Letting that settle briefly, the man continued, “For your aid, keeping the property which previously belonged to your people is fair. And it only makes logical sense that we would sign a non-aggression pact before embarking on this sort of alliance. Those are both perfectly acceptable conditions. But as for the rest… we will share the Ministry taxes evenly. After all, this is a venture from both of our organizations. And my people will retain control of all property seized from the Ninety-Niners, as well as half of the remaining Oscuro property that was not previously owned by any gang now affiliated with the Easy Eights.”

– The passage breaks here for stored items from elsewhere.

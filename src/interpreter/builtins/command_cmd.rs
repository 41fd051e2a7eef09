//! command, type, hash.

use crate::interpreter::builtins::usage_error;
use crate::interpreter::command_resolution::Resolution;
use crate::interpreter::control_flow::ExecOutcome;
use crate::interpreter::errors::ExecError;
use crate::interpreter::interpreter::Interpreter;

pub fn handle_command(interp: &mut Interpreter, args: &[String]) -> Result<ExecOutcome, ExecError> {
    let mut describe = false;
    let mut verbose = false;
    let mut i = 0usize;
    while i < args.len() {
        match args[i].as_str() {
            "-v" => describe = true,
            "-V" => {
                describe = true;
                verbose = true;
            }
            "-p" | "--" => {}
            a if a.starts_with('-') => {
                return usage_error(interp, &format!("command: {}: invalid option", a));
            }
            _ => break,
        }
        i += 1;
    }
    let rest = &args[i..];
    let name = match rest.first() {
        Some(n) => n.clone(),
        None => return Ok(ExecOutcome::success()),
    };

    if describe {
        return match interp.describe_command(&name, verbose) {
            Some(text) => {
                println!("{}", text);
                Ok(ExecOutcome::success())
            }
            None => Ok(ExecOutcome::status(1)),
        };
    }

    // Bypass functions; builtins and PATH remain visible.
    match interp.resolve_command(&name, true) {
        Ok(Resolution::Builtin(b)) => (b.run)(interp, &rest[1..]),
        Ok(Resolution::External(path)) => {
            Ok(interp.run_external(&path, rest, &[], &[]))
        }
        Ok(Resolution::SuffixAlias(prefix)) => {
            let mut argv = vec![prefix];
            argv.extend(rest.iter().cloned());
            match interp.resolve_external(&argv[0]) {
                Ok(path) => Ok(interp.run_external(&path, &argv, &[], &[])),
                Err(e) => Ok(interp.report(e)),
            }
        }
        Ok(Resolution::Function(_)) => unreachable!("functions skipped"),
        Err(e) => Ok(interp.report(e)),
    }
}

pub fn handle_type(interp: &mut Interpreter, args: &[String]) -> Result<ExecOutcome, ExecError> {
    let mut status = 0;
    for name in args.iter().filter(|a| !a.starts_with('-')) {
        match interp.describe_command(name, true) {
            Some(text) => println!("{}", text),
            None => {
                interp.diagnostic(&format!("type: {}: not found", name));
                status = 1;
            }
        }
    }
    Ok(ExecOutcome::status(status))
}

pub fn handle_hash(interp: &mut Interpreter, args: &[String]) -> Result<ExecOutcome, ExecError> {
    if args.iter().any(|a| a == "-r") {
        interp.hash_table.clear();
        return Ok(ExecOutcome::success());
    }
    if args.is_empty() {
        if interp.hash_table.is_empty() {
            println!("hash: hash table empty");
            return Ok(ExecOutcome::success());
        }
        let mut entries: Vec<(&String, &String)> = interp.hash_table.iter().collect();
        entries.sort();
        for (name, path) in entries {
            println!("{}\t{}", name, path);
        }
        return Ok(ExecOutcome::success());
    }
    let mut status = 0;
    for name in args.iter().filter(|a| !a.starts_with('-')) {
        if let Err(e) = interp.resolve_external(name) {
            interp.diagnostic(&format!("hash: {}", e));
            status = 1;
        }
    }
    Ok(ExecOutcome::status(status))
}
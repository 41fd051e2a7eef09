//! Dynamic special variables.
//!
//! These are computed on read rather than stored: `$?`, `$$`, `$!`, `$#`,
//! `$0`, `$-`, positional parameters, RANDOM, SECONDS, LINENO, BASHPID,
//! PPID, UID, EUID, PIPESTATUS, BASH_REMATCH, FUNCNAME.

use rand::Rng;

use super::value::Value;
use super::Environment;

pub(super) fn dynamic_value(env: &mut Environment, name: &str) -> Option<Value> {
    match name {
        "?" => Some(Value::scalar(env.last_status.to_string())),
        "$" => Some(Value::scalar(env.shell_pid.to_string())),
        "!" => env.last_bg_pid.map(|p| Value::scalar(p.to_string())),
        "#" => Some(Value::scalar(env.num_positional().to_string())),
        "0" => Some(Value::scalar(env.arg0.clone())),
        "-" => Some(Value::scalar(env.options.flag_string())),
        "*" | "@" => Some(Value::indexed_from(env.positional_params().to_vec())),
        "RANDOM" if !env.random_disabled => {
            Some(Value::scalar(env.rng.gen_range(0..32768).to_string()))
        }
        "SECONDS" if !env.seconds_disabled => Some(Value::scalar(env.seconds().to_string())),
        "LINENO" => Some(Value::scalar(env.current_line.to_string())),
        "BASHPID" => Some(Value::scalar(env.current_pid.to_string())),
        "PPID" => Some(Value::scalar(env.ppid.to_string())),
        "UID" => Some(Value::scalar(nix::unistd::getuid().as_raw().to_string())),
        "EUID" => Some(Value::scalar(nix::unistd::geteuid().as_raw().to_string())),
        "PIPESTATUS" => Some(Value::indexed_from(
            env.pipestatus.iter().map(|s| s.to_string()).collect(),
        )),
        "BASH_REMATCH" => {
            if env.rematch.is_empty() {
                None
            } else {
                Some(Value::indexed_from(env.rematch.clone()))
            }
        }
        "FUNCNAME" => {
            if env.func_stack.is_empty() {
                None
            } else {
                let mut names: Vec<String> = env.func_stack.iter().rev().cloned().collect();
                names.push(if env.options.interactive { "source".into() } else { "main".into() });
                Some(Value::indexed_from(names))
            }
        }
        _ => {
            if !name.is_empty() && name.chars().all(|c| c.is_ascii_digit()) {
                let n: usize = name.parse().ok()?;
                env.get_positional(n).map(Value::Scalar)
            } else {
                None
            }
        }
    }
}
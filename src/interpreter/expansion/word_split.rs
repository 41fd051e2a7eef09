//! Field splitting on IFS.
//!
//! IFS whitespace characters collapse and never produce empty fields;
//! non-whitespace IFS characters are hard delimiters, except that one
//! trailing delimiter terminates the last field instead of adding an
//! empty one.

/// Split expansion output. Returns (fields, leading_break, trailing_break):
/// the breaks tell the caller whether the text started/ended on a
/// separator, so adjacent literal content lands in a different field.
pub fn split_fields(text: &str, ifs: &str) -> (Vec<String>, bool, bool) {
    if text.is_empty() {
        return (Vec::new(), false, false);
    }
    let is_ifs = |c: char| ifs.contains(c);
    let is_ifs_ws = |c: char| is_ifs(c) && (c == ' ' || c == '\t' || c == '\n');

    let chars: Vec<char> = text.chars().collect();
    let leading = is_ifs(chars[0]);
    let trailing = is_ifs(chars[chars.len() - 1]);

    let mut fields = Vec::new();
    let mut current = String::new();
    let mut in_field = false;
    let mut i = 0usize;
    while i < chars.len() {
        let c = chars[i];
        if is_ifs_ws(c) {
            // Whitespace run: ends the field, absorbs adjacent whitespace
            // and at most one non-whitespace delimiter.
            if in_field {
                fields.push(std::mem::take(&mut current));
                in_field = false;
            }
            while i < chars.len() && is_ifs_ws(chars[i]) {
                i += 1;
            }
            if i < chars.len() && is_ifs(chars[i]) && !is_ifs_ws(chars[i]) {
                i += 1;
                while i < chars.len() && is_ifs_ws(chars[i]) {
                    i += 1;
                }
                if i < chars.len() {
                    in_field = true;
                }
            }
            continue;
        }
        if is_ifs(c) {
            // Non-whitespace delimiter: terminates the field (possibly
            // producing an empty one).
            fields.push(std::mem::take(&mut current));
            in_field = false;
            i += 1;
            // Absorb surrounding IFS whitespace.
            while i < chars.len() && is_ifs_ws(chars[i]) {
                i += 1;
            }
            if i < chars.len() {
                in_field = true;
            }
            continue;
        }
        current.push(c);
        in_field = true;
        i += 1;
    }
    if in_field {
        fields.push(current);
    }
    (fields, leading, trailing)
}

#[cfg(test)]
mod tests {
    use super::*;

    const WS: &str = " \t\n";

    fn fields(text: &str, ifs: &str) -> Vec<String> {
        split_fields(text, ifs).0
    }

    #[test]
    fn test_whitespace_collapse() {
        assert_eq!(fields("a  b   c", WS), vec!["a", "b", "c"]);
        assert_eq!(fields("  a b  ", WS), vec!["a", "b"]);
        assert_eq!(fields("   ", WS), Vec::<String>::new());
    }

    #[test]
    fn test_breaks() {
        let (f, lead, trail) = split_fields(" b", WS);
        assert_eq!(f, vec!["b"]);
        assert!(lead);
        assert!(!trail);
        let (f, lead, trail) = split_fields("b ", WS);
        assert_eq!(f, vec!["b"]);
        assert!(!lead);
        assert!(trail);
    }

    #[test]
    fn test_hard_delimiters() {
        assert_eq!(fields("a::b", ":"), vec!["a", "", "b"]);
        assert_eq!(fields("a:b", ":"), vec!["a", "b"]);
        // One trailing delimiter terminates, two leave an empty field.
        assert_eq!(fields("a:", ":"), vec!["a"]);
        assert_eq!(fields("a::", ":"), vec!["a", ""]);
    }

    #[test]
    fn test_mixed_ifs() {
        assert_eq!(fields("a : b", ": \t\n"), vec!["a", "b"]);
        assert_eq!(fields("a : : b", ": \t\n"), vec!["a", "", "b"]);
    }

    #[test]
    fn test_leading_hard_delimiter() {
        assert_eq!(fields(":a", ":"), vec!["", "a"]);
    }
}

That was essentially the counter-proposal Austen had expected. Still, she couldn’t just agree to it. Instead, she made the paper armor lift its head as though considering that before responding through the books, “Even split of taxes, your group gets half the property taken from the Ninety-Niners, not all of it. Splitting half of the unclaimed Oscuro property is… acceptable.”
“Half of everything, hmm?” Blackjack made a show of considering that as much as she had made a show of considering his previous offer. “Half of everything aside from the property that already belonged to your people before Oscuro’s drastic expansion.” He watched the armor, waiting until Austen made it give a single, silent nod before offering his hand. “Agreed. Your favor is paid back in allowing your people to take all of their previously stolen property. And the rest is a simple alliance. We eliminate our enemies together, with a contract to avoid any violence between our groups for two years.”
They shook hands. Or at least, Blackjack shook hands with the empty paper armor, Austen’s power making it feel as sturdy as steel. Then they agreed to meet the next evening in order to sign a contract with the Ministry, who would remain neutral throughout the upcoming events, aside from upholding that contract.
Once it was over, La Casa’s leader moved to step back into his car, which pulled away and disappeared into the night without any further issues. Austen then watched the roof, as the Touched and Prev troops there silently withdrew as soon as their leader was safely away.
Then it was done with. She’d made an alliance with a gang powerful enough to help her own gang deal with her father and his own alliance. The next step of her plan to finally see the man who had abandoned her and her mother was finally in motion.
Soon, oh so very soon, Cuélebre would finally get everything that was coming to him. And Austen couldn’t wait to make sure he knew just who had made him pay for it.